Report the count of lines in the records below that hold the word "InitFlag", omitting everything but the number.

START Data to examine

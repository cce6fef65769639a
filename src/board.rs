use anyhow::{anyhow, Result};
use crossterm::{
    cursor::MoveTo,
    style::{style, Attribute, Color, PrintStyledContent},
    QueueableCommand,
};
use tracing::{trace, warn};

use std::fmt;
use std::io::{stdout, Write};

use crate::{
    line_handler::LineHandler,
    piece::{Piece, PieceKind},
    search::{PLAYER_ONE_WIN, PLAYER_TWO_WIN},
    DEFAULT_COLUMNS, DEFAULT_ROWS,
};

/// How much an open line is worth compared to a single piece in a line
const OPEN_LINE_WEIGHT: i32 = 10000;

#[derive(Copy, Clone, Eq, PartialEq, Debug)]
pub enum GameState {
    Playing,
    PlayerOneWin,
    PlayerTwoWin,
    Draw,
}

/// A Connect 4 board that can undo its moves
///
/// Player one is the maximising side of [`Board::evaluate`], player two the
/// minimising side.
#[derive(Clone, Eq, PartialEq, Debug)]
pub struct Board {
    columns: usize,
    rows: usize,
    cells: Vec<Piece>, // cells are stored left-to-right, bottom-to-top
    heights: Vec<usize>,
    num_moves: usize,
    won: bool,
    // every piece played, on top of a player two sentinel
    history: Vec<Piece>,
    lines: LineHandler,
}

impl Board {
    /// Creates an empty board with the given dimensions
    pub fn new(columns: usize, rows: usize) -> Self {
        let mut cells = Vec::with_capacity(columns * rows);
        for row in 0..rows {
            for column in 0..columns {
                let mut empty = Piece::empty();
                empty.set_position(column, row);
                cells.push(empty);
            }
        }

        Self {
            columns,
            rows,
            cells,
            heights: vec![0; columns],
            num_moves: 0,
            won: false,
            history: vec![Piece::player_two()],
            lines: LineHandler::new(columns, rows),
        }
    }

    /// Creates a standard board and plays a sequence of 1-indexed column
    /// digits on it, alternating players starting with player one
    pub fn from_moves<S: AsRef<str>>(moves: S) -> Result<Self> {
        let mut board = Self::default();

        for column_char in moves.as_ref().chars() {
            match column_char.to_digit(10).map(|c| c as usize) {
                Some(column) if column >= 1 && column <= board.columns => {
                    let column = column - 1;
                    if board.game_won() {
                        return Err(anyhow!("Invalid position, game is over"));
                    }
                    let piece = board.last_piece().next();
                    if !board.place(piece, column) {
                        return Err(anyhow!("Invalid move, column {} full", column + 1));
                    }
                }
                _ => return Err(anyhow!("could not parse '{}' as a valid move", column_char)),
            }
        }
        Ok(board)
    }

    fn index(&self, column: usize, row: usize) -> usize {
        column + self.columns * row
    }

    pub fn columns(&self) -> usize {
        self.columns
    }

    pub fn rows(&self) -> usize {
        self.rows
    }

    pub fn pieces_played(&self) -> usize {
        self.num_moves
    }

    /// The last piece played, or a player two piece if no move has been made
    pub fn last_piece(&self) -> Piece {
        // the sentinel is never popped
        self.history[self.history.len() - 1]
    }

    /// Whether `column` can take no more pieces; columns off the board are
    /// always full
    pub fn is_full(&self, column: usize) -> bool {
        match self.heights.get(column) {
            Some(&height) => height == self.rows,
            None => true,
        }
    }

    /// Drops `piece` into `column`
    ///
    /// Returns false and leaves the board untouched if the column is full or
    /// off the board, or if the piece does not belong to a player
    pub fn place(&mut self, mut piece: Piece, column: usize) -> bool {
        if !piece.is_player() || self.is_full(column) {
            return false;
        }
        let row = self.heights[column];
        self.heights[column] += 1;
        piece.set_position(column, row);
        let index = self.index(column, row);
        self.cells[index] = piece;
        self.num_moves += 1;
        self.history.push(piece);
        if self.lines.place(piece.kind(), column, row) {
            self.won = true;
        }
        trace!(%piece, column, row, won = self.won, "placed piece");
        true
    }

    /// Takes back the most recent move, returning the piece removed
    ///
    /// Returns `None` without touching the board if no move has been played.
    pub fn undo(&mut self) -> Option<Piece> {
        if self.history.len() <= 1 {
            warn!("undo requested with no moves played");
            return None;
        }
        self.won = false;
        let piece = self.history.pop()?;
        let (column, row) = piece.position()?;

        self.heights[column] -= 1;
        let mut empty = Piece::empty();
        empty.set_position(column, row);
        let index = self.index(column, row);
        self.cells[index] = empty;
        self.lines.remove(piece.kind(), column, row);
        self.num_moves -= 1;
        trace!(%piece, column, row, "undid piece");
        Some(piece)
    }

    /// The piece at (column, row), or an `OutOfBounds` piece for locations
    /// off the board
    pub fn piece_at(&self, column: isize, row: isize) -> Piece {
        if column < 0 || column >= self.columns as isize || row < 0 || row >= self.rows as isize {
            return Piece::out_of_bounds();
        }
        self.cells[self.index(column as usize, row as usize)]
    }

    pub fn game_won(&self) -> bool {
        self.won
    }

    pub fn full_board(&self) -> bool {
        self.num_moves == self.columns * self.rows
    }

    pub fn state(&self) -> GameState {
        if self.won {
            match self.last_piece().kind() {
                PieceKind::PlayerOne => GameState::PlayerOneWin,
                _ => GameState::PlayerTwoWin,
            }
        } else if self.full_board() {
            GameState::Draw
        } else {
            GameState::Playing
        }
    }

    pub fn lines(&self) -> &LineHandler {
        &self.lines
    }

    /// Scores the board, lower values are better for player two
    ///
    /// A won board scores `PLAYER_ONE_WIN` or `PLAYER_TWO_WIN` depending on who
    /// made the last move. Otherwise the difference in lines each player can
    /// still complete dominates, and the difference in pieces sitting in
    /// those lines breaks ties.
    pub fn evaluate(&self) -> i32 {
        if self.won {
            return match self.last_piece().kind() {
                PieceKind::PlayerOne => PLAYER_ONE_WIN,
                _ => PLAYER_TWO_WIN,
            };
        }
        let open = self.lines.open_for(PieceKind::PlayerOne) - self.lines.open_for(PieceKind::PlayerTwo);
        let value =
            self.lines.value_for(PieceKind::PlayerOne) - self.lines.value_for(PieceKind::PlayerTwo);
        open * OPEN_LINE_WEIGHT + value
    }

    /// Draws the board to the terminal, with column numbers above it
    pub fn display(&self) -> Result<()> {
        let mut stdout = stdout();

        let cols: String = (1..=self.columns).map(|x| (x % 10).to_string()).collect();
        stdout.queue(PrintStyledContent(style(cols + "\n")))?;
        for _ in 0..self.rows {
            stdout.queue(PrintStyledContent(style("\n")))?;
        }
        stdout.flush()?;

        let (origin_x, origin_y) = crossterm::cursor::position()?;

        for (idx, cell) in self.cells.iter().enumerate() {
            let (pos_x, pos_y) = (
                origin_x + (idx % self.columns) as u16,
                origin_y - (idx / self.columns) as u16,
            );

            stdout
                .queue(MoveTo(pos_x, pos_y))?
                .queue(PrintStyledContent(
                    style("O")
                        .attribute(Attribute::Bold)
                        .on(Color::DarkBlue)
                        .with(match cell.kind() {
                            PieceKind::PlayerOne => Color::Red,
                            PieceKind::PlayerTwo => Color::Yellow,
                            _ => Color::DarkBlue,
                        }),
                ))?;
        }
        stdout
            .queue(MoveTo(origin_x + self.columns as u16, origin_y))?
            .queue(PrintStyledContent(style("\n")))?;
        stdout.flush()?;
        Ok(())
    }
}

impl Default for Board {
    fn default() -> Self {
        Self::new(DEFAULT_COLUMNS, DEFAULT_ROWS)
    }
}

/// Prints the board one row per line, highest row first, with a space after
/// every cell
impl fmt::Display for Board {
    fn fmt(&self, f: &mut fmt::Formatter<'_>) -> fmt::Result {
        for row in (0..self.rows).rev() {
            for column in 0..self.columns {
                write!(f, "{} ", self.cells[self.index(column, row)])?;
            }
            writeln!(f)?;
        }
        Ok(())
    }
}
use std::collections::HashMap;
use std::rc::Rc;

use sdl2::image::LoadTexture;
use sdl2::pixels::Color;
use sdl2::rect::Rect;
use sdl2::render::{Canvas, Texture, TextureCreator, TextureQuery};
use sdl2::ttf::{Font, Sdl2TtfContext};
use sdl2::video::{Window, WindowContext};

use crate::car::Car;
use crate::config::{GameConfig, Sprite};
use crate::game::Game;
use crate::geometry::Bounds;
use crate::obstacle::Obstacle;

const STATS_COLOR: Color = Color::RGB(255, 255, 255);
const BANNER_COLOR: Color = Color::RGB(255, 0, 0);
const STATS_LINE_GAP: i32 = 10;

/// Draws the current frame. Missing textures or fonts only skip the
/// corresponding draw.
pub struct Renderer<'a> {
    texture_creator: &'a TextureCreator<WindowContext>,
    textures: HashMap<Sprite, Rc<Texture<'a>>>,
    font: Option<Font<'a, 'static>>,
    banner_font: Option<Font<'a, 'static>>,
    width: u32,
    height: u32,
}

impl<'a> Renderer<'a> {
    pub fn new(
        texture_creator: &'a TextureCreator<WindowContext>,
        ttf: &'a Sdl2TtfContext,
        config: &GameConfig,
    ) -> Renderer<'a> {
        let mut textures = HashMap::new();
        for sprite in Sprite::ALL {
            let path = config.sprite_path(sprite);
            match texture_creator.load_texture(&path) {
                Ok(texture) => {
                    textures.insert(sprite, Rc::new(texture));
                }
                Err(e) => log::warn!("Failed to load texture {}: {}", path.display(), e),
            }
        }

        let font_path = config.font_path();
        let load_font = |size: u16| match ttf.load_font(&font_path, size) {
            Ok(font) => Some(font),
            Err(e) => {
                log::warn!("Failed to load font {} ({}pt): {}", font_path.display(), size, e);
                None
            }
        };

        Renderer {
            texture_creator,
            font: load_font(config.font_size),
            banner_font: load_font(config.banner_font_size),
            textures,
            width: config.window_width,
            height: config.window_height,
        }
    }

    /// Shared handle to a sprite's texture; every obstacle draws through the
    /// same one.
    fn texture(&self, sprite: Sprite) -> Option<Rc<Texture<'a>>> {
        self.textures.get(&sprite).cloned()
    }

    pub fn render(&self, canvas: &mut Canvas<Window>, game: &Game) {
        canvas.set_draw_color(Color::RGB(0, 0, 0));
        canvas.clear();

        if let Err(e) = self.draw_backdrop(canvas, game.backdrop_scale()) {
            log::warn!("Backdrop render failed: {}", e);
        }

        for car in game.cars() {
            if let Err(e) = self.draw_car(canvas, car) {
                log::warn!("Render of {} car failed: {}", car.name(), e);
            }
        }

        let player = &game.player().car;
        let computer = &game.computer().car;
        if let Err(e) = self.draw_statistics(canvas, 200, 64, player) {
            log::warn!("Statistics render failed: {}", e);
        }
        if let Err(e) = self.draw_statistics(canvas, 580, 64, computer) {
            log::warn!("Statistics render failed: {}", e);
        }

        if let Some(texture) = self.texture(Obstacle::SPRITE) {
            for obstacle in game.obstacles().filter(|o| o.is_visible()) {
                if let Err(e) = canvas.copy(&texture, None, Some(to_rect(&obstacle.bounds()))) {
                    log::warn!("Obstacle render failed: {}", e);
                }
            }
        }

        if let Some(banner) = game.banner() {
            if let Err(e) = self.draw_banner(canvas, banner) {
                log::warn!("Banner render failed: {}", e);
            }
        }

        canvas.present();
    }

    fn draw_backdrop(&self, canvas: &mut Canvas<Window>, scale: f32) -> Result<(), String> {
        let Some(texture) = self.texture(Sprite::Backdrop) else {
            return Ok(());
        };
        let height = (self.height as f32 * scale) as u32;
        let offset_y = (self.height as i32 - height as i32) / 2;
        canvas.copy(&texture, None, Some(Rect::new(0, offset_y, self.width, height)))
    }

    fn draw_car(&self, canvas: &mut Canvas<Window>, car: &Car) -> Result<(), String> {
        match self.texture(car.sprite()) {
            Some(texture) => canvas.copy(&texture, None, Some(to_rect(&car.bounds()))),
            None => Ok(()),
        }
    }

    fn draw_statistics(
        &self,
        canvas: &mut Canvas<Window>,
        x: i32,
        y: i32,
        car: &Car,
    ) -> Result<(), String> {
        let Some(font) = &self.font else {
            return Ok(());
        };
        let (speed_line, distance_line) = statistics_lines(car.name(), car.speed(), car.distance());

        let speed_height = self.draw_text(canvas, font, &speed_line, STATS_COLOR, x, y)?;
        self.draw_text(
            canvas,
            font,
            &distance_line,
            STATS_COLOR,
            x,
            y + speed_height as i32 + STATS_LINE_GAP,
        )?;
        Ok(())
    }

    fn draw_banner(&self, canvas: &mut Canvas<Window>, text: &str) -> Result<(), String> {
        let Some(font) = &self.banner_font else {
            return Ok(());
        };
        let (width, height) = font.size_of(text).map_err(|e| e.to_string())?;
        let x = (self.width as i32 - width as i32) / 2;
        let y = (self.height as i32 - height as i32) / 2;
        self.draw_text(canvas, font, text, BANNER_COLOR, x, y)?;
        Ok(())
    }

    /// Returns the rendered line height.
    fn draw_text(
        &self,
        canvas: &mut Canvas<Window>,
        font: &Font,
        text: &str,
        color: Color,
        x: i32,
        y: i32,
    ) -> Result<u32, String> {
        let surface = font.render(text).solid(color).map_err(|e| e.to_string())?;
        let texture = self
            .texture_creator
            .create_texture_from_surface(&surface)
            .map_err(|e| e.to_string())?;

        let TextureQuery { width, height, .. } = texture.query();
        canvas.copy(&texture, None, Some(Rect::new(x, y, width, height)))?;
        Ok(height)
    }
}

fn to_rect(bounds: &Bounds) -> Rect {
    Rect::new(bounds.left(), bounds.top(), bounds.width, bounds.height)
}

/// Speed and distance are floored to two decimals before display.
pub fn statistics_lines(name: &str, speed: f32, distance: f32) -> (String, String) {
    let floor2 = |value: f32| (value * 100.0).floor() / 100.0;
    (
        format!("{} Speed: {:.2}", name, floor2(speed)),
        format!("{} Distance: {:.2}", name, floor2(distance)),
    )
}
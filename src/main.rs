use anyhow::{Context, Result};
use sdl2::image::InitFlag;
use std::time::Instant;

mod car;
mod config;
mod constants;
mod game;
mod geometry;
mod input;
mod obstacle;
mod renderer;

use config::GameConfig;
use constants::{FRAME_DURATION, STATS_LOG_INTERVAL};
use game::Game;
use renderer::Renderer;

fn main() -> Result<()> {
    env_logger::Builder::from_env(env_logger::Env::default().default_filter_or("info")).init();

    let config = GameConfig::from_env();
    log::info!("Evador starting, assets from {}", config.asset_dir.display());

    let sdl_context = sdl2::init()
        .map_err(anyhow::Error::msg)
        .context("SDL could not initialize")?;
    let video_subsystem = sdl_context
        .video()
        .map_err(anyhow::Error::msg)
        .context("SDL video subsystem could not initialize")?;
    let _image_context = sdl2::image::init(InitFlag::PNG)
        .map_err(anyhow::Error::msg)
        .context("SDL_image could not initialize")?;
    let ttf_context = sdl2::ttf::init().context("SDL_ttf could not initialize")?;

    let window = video_subsystem
        .window(&config.title, config.window_width, config.window_height)
        .position_centered()
        .build()
        .context("Window could not be created")?;

    let mut canvas = window
        .into_canvas()
        .accelerated()
        .present_vsync()
        .build()
        .context("Renderer could not be created")?;
    let texture_creator = canvas.texture_creator();

    let renderer = Renderer::new(&texture_creator, &ttf_context, &config);
    let mut game = Game::new(&config);
    let mut event_pump = sdl_context
        .event_pump()
        .map_err(anyhow::Error::msg)
        .context("SDL event pump unavailable")?;

    input::print_controls();

    let mut last_frame = Instant::now();
    let mut last_stats = Instant::now();

    while !game.is_quit() {
        let now = Instant::now();
        let elapsed = now.duration_since(last_frame).as_secs_f32();
        last_frame = now;

        for event in event_pump.poll_iter() {
            game.handle_action(input::process_event(&event));
        }

        game.tick(elapsed);
        renderer.render(&mut canvas, &game);

        if last_stats.elapsed() >= STATS_LOG_INTERVAL {
            game.log_stats();
            last_stats = Instant::now();
        }

        let frame_time = now.elapsed();
        if frame_time < FRAME_DURATION {
            std::thread::sleep(FRAME_DURATION - frame_time);
        }
    }

    log::info!("Evador shutting down");
    Ok(())
}
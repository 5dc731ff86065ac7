pub const WINDOW_WIDTH: u32 = 1000;
pub const WINDOW_HEIGHT: u32 = 634;
pub const FRAME_DURATION: std::time::Duration = std::time::Duration::from_millis(16);
pub const STATS_LOG_INTERVAL: std::time::Duration = std::time::Duration::from_secs(5);

// Car dynamics
pub const ACCELERATION_RATE: f32 = 1.0;
pub const DECELERATION_RATE: f32 = 1.0;
pub const MAX_SPEED: f32 = 120.0;
/// Upper boundary of the track; cars drive up the screen towards it.
pub const START_LINE_Y: i32 = 20;
pub const LATERAL_STEP: i32 = 10;
pub const CAR_WIDTH: u32 = 39;
pub const CAR_HEIGHT: u32 = 65;

pub const OBSTACLE_WIDTH: u32 = 42;
pub const OBSTACLE_HEIGHT: u32 = 42;

// Proximity thresholds
pub const VISIBILITY_DISTANCE: f64 = 200.0;
pub const IMMINENT_DISTANCE: f64 = 58.0;

// Computer lane the avoidance steering tries to stay within
pub const LANE_LEFT_BOUNDARY: i32 = 450;
pub const LANE_RIGHT_BOUNDARY: i32 = 530;

pub const BLINK_INTERVAL: f32 = 0.5;

// Background "rushing road" effect
pub const BACKDROP_SCALE_STEP: f32 = 0.02;
pub const BACKDROP_SCALE_MAX: f32 = 5.2;
use sdl2::event::Event;
use sdl2::keyboard::Keycode;

/// Discrete commands the game reacts to. Only key-down edges produce
/// actions; held keys repeat through the platform's key repeat.
#[derive(Debug, Clone, Copy, PartialEq, Eq)]
pub enum InputAction {
    None,
    Accelerate,
    Decelerate,
    SteerLeft,
    SteerRight,
    StartStop,
    Reset,
    Pause,
    Quit,
}

pub fn process_event(event: &Event) -> InputAction {
    match event {
        Event::Quit { .. } => InputAction::Quit,
        Event::KeyDown {
            keycode: Some(keycode),
            ..
        } => action_for_key(*keycode),
        _ => InputAction::None,
    }
}

pub fn action_for_key(keycode: Keycode) -> InputAction {
    match keycode {
        Keycode::W => InputAction::Accelerate,
        Keycode::S => InputAction::Decelerate,
        Keycode::A => InputAction::SteerLeft,
        Keycode::D => InputAction::SteerRight,
        Keycode::Return => InputAction::StartStop,
        Keycode::R => InputAction::Reset,
        Keycode::P => InputAction::Pause,
        Keycode::Escape => InputAction::Quit,
        _ => InputAction::None,
    }
}

pub fn print_controls() {
    log::info!("Controls: Enter start/stop | P pause | R reset (while not running) | W/S speed up/down | A/D steer | Esc quit");
}

#[cfg(test)]
mod tests {
    use super::*;

    #[test]
    fn test_driving_keys() {
        assert_eq!(action_for_key(Keycode::W), InputAction::Accelerate);
        assert_eq!(action_for_key(Keycode::S), InputAction::Decelerate);
        assert_eq!(action_for_key(Keycode::A), InputAction::SteerLeft);
        assert_eq!(action_for_key(Keycode::D), InputAction::SteerRight);
        assert_eq!(action_for_key(Keycode::Return), InputAction::StartStop);
        assert_eq!(action_for_key(Keycode::R), InputAction::Reset);
        assert_eq!(action_for_key(Keycode::P), InputAction::Pause);
        assert_eq!(action_for_key(Keycode::Q), InputAction::None);
    }

    #[test]
    fn test_window_close_quits() {
        let event = Event::Quit { timestamp: 0 };
        assert_eq!(process_event(&event), InputAction::Quit);
    }

    #[test]
    fn test_key_up_is_ignored() {
        let event = Event::KeyUp {
            timestamp: 0,
            window_id: 0,
            keycode: Some(Keycode::W),
            scancode: None,
            keymod: sdl2::keyboard::Mod::NOMOD,
            repeat: false,
        };
        assert_eq!(process_event(&event), InputAction::None);
    }
}
use std::env;
use std::path::PathBuf;

use crate::constants::{WINDOW_HEIGHT, WINDOW_WIDTH};
use crate::geometry::Position;

pub const ASSET_DIR_ENV: &str = "EVADOR_ASSET_DIR";

/// Image assets, one texture each. Entities name their sprite and the
/// renderer owns the loaded textures.
#[derive(Debug, Clone, Copy, PartialEq, Eq, Hash)]
pub enum Sprite {
    PlayerCar,
    ComputerCar,
    Obstacle,
    Backdrop,
}

impl Sprite {
    pub const ALL: [Sprite; 4] = [
        Sprite::PlayerCar,
        Sprite::ComputerCar,
        Sprite::Obstacle,
        Sprite::Backdrop,
    ];

    pub fn file_name(&self) -> &'static str {
        match self {
            Sprite::PlayerCar => "car_1.png",
            Sprite::ComputerCar => "car_2.png",
            Sprite::Obstacle => "obstacle.png",
            Sprite::Backdrop => "evador.png",
        }
    }
}

#[derive(Debug, Clone)]
pub struct GameConfig {
    pub title: String,
    pub window_width: u32,
    pub window_height: u32,
    pub asset_dir: PathBuf,
    pub font_file: PathBuf,
    pub font_size: u16,
    pub banner_font_size: u16,
    pub player_start: Position,
    pub computer_start: Position,
    /// Multiplier on frame time when advancing the player car.
    pub player_time_scale: f32,
    pub computer_time_scale: f32,
    pub player_obstacles: Vec<Position>,
    pub computer_obstacles: Vec<Position>,
}

impl Default for GameConfig {
    fn default() -> Self {
        GameConfig {
            title: "Evador".to_string(),
            window_width: WINDOW_WIDTH,
            window_height: WINDOW_HEIGHT,
            asset_dir: PathBuf::from("assets"),
            font_file: PathBuf::from("fonts/open_sans/OpenSans.ttf"),
            font_size: 24,
            banner_font_size: 34,
            player_start: Position::new(380, 550),
            computer_start: Position::new(580, 550),
            player_time_scale: 20.0,
            computer_time_scale: 1.0,
            player_obstacles: vec![
                Position::new(350, 400),
                Position::new(440, 250),
                Position::new(420, 90),
            ],
            computer_obstacles: vec![
                Position::new(620, 400),
                Position::new(500, 260),
                Position::new(540, 90),
            ],
        }
    }
}

impl GameConfig {
    /// Defaults, with the asset directory taken from `EVADOR_ASSET_DIR`
    /// when set.
    pub fn from_env() -> Self {
        let mut config = GameConfig::default();
        if let Some(dir) = env::var_os(ASSET_DIR_ENV).filter(|dir| !dir.is_empty()) {
            config.asset_dir = PathBuf::from(dir);
        }
        config
    }

    pub fn sprite_path(&self, sprite: Sprite) -> PathBuf {
        self.asset_dir.join(sprite.file_name())
    }

    pub fn font_path(&self) -> PathBuf {
        self.asset_dir.join(&self.font_file)
    }
}

#[cfg(test)]
mod tests {
    use super::*;

    #[test]
    fn test_default_layout_has_three_obstacles_per_lane() {
        let config = GameConfig::default();
        assert_eq!(config.player_obstacles.len(), 3);
        assert_eq!(config.computer_obstacles.len(), 3);
        assert_eq!(config.window_width, 1000);
        assert_eq!(config.window_height, 634);
    }

    #[test]
    fn test_asset_paths() {
        let config = GameConfig {
            asset_dir: PathBuf::from("/opt/evador"),
            ..GameConfig::default()
        };
        assert_eq!(
            config.sprite_path(Sprite::Obstacle),
            PathBuf::from("/opt/evador/obstacle.png")
        );
        assert_eq!(
            config.font_path(),
            PathBuf::from("/opt/evador/fonts/open_sans/OpenSans.ttf")
        );
    }
}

END Data to examine

# Response to this exercise
2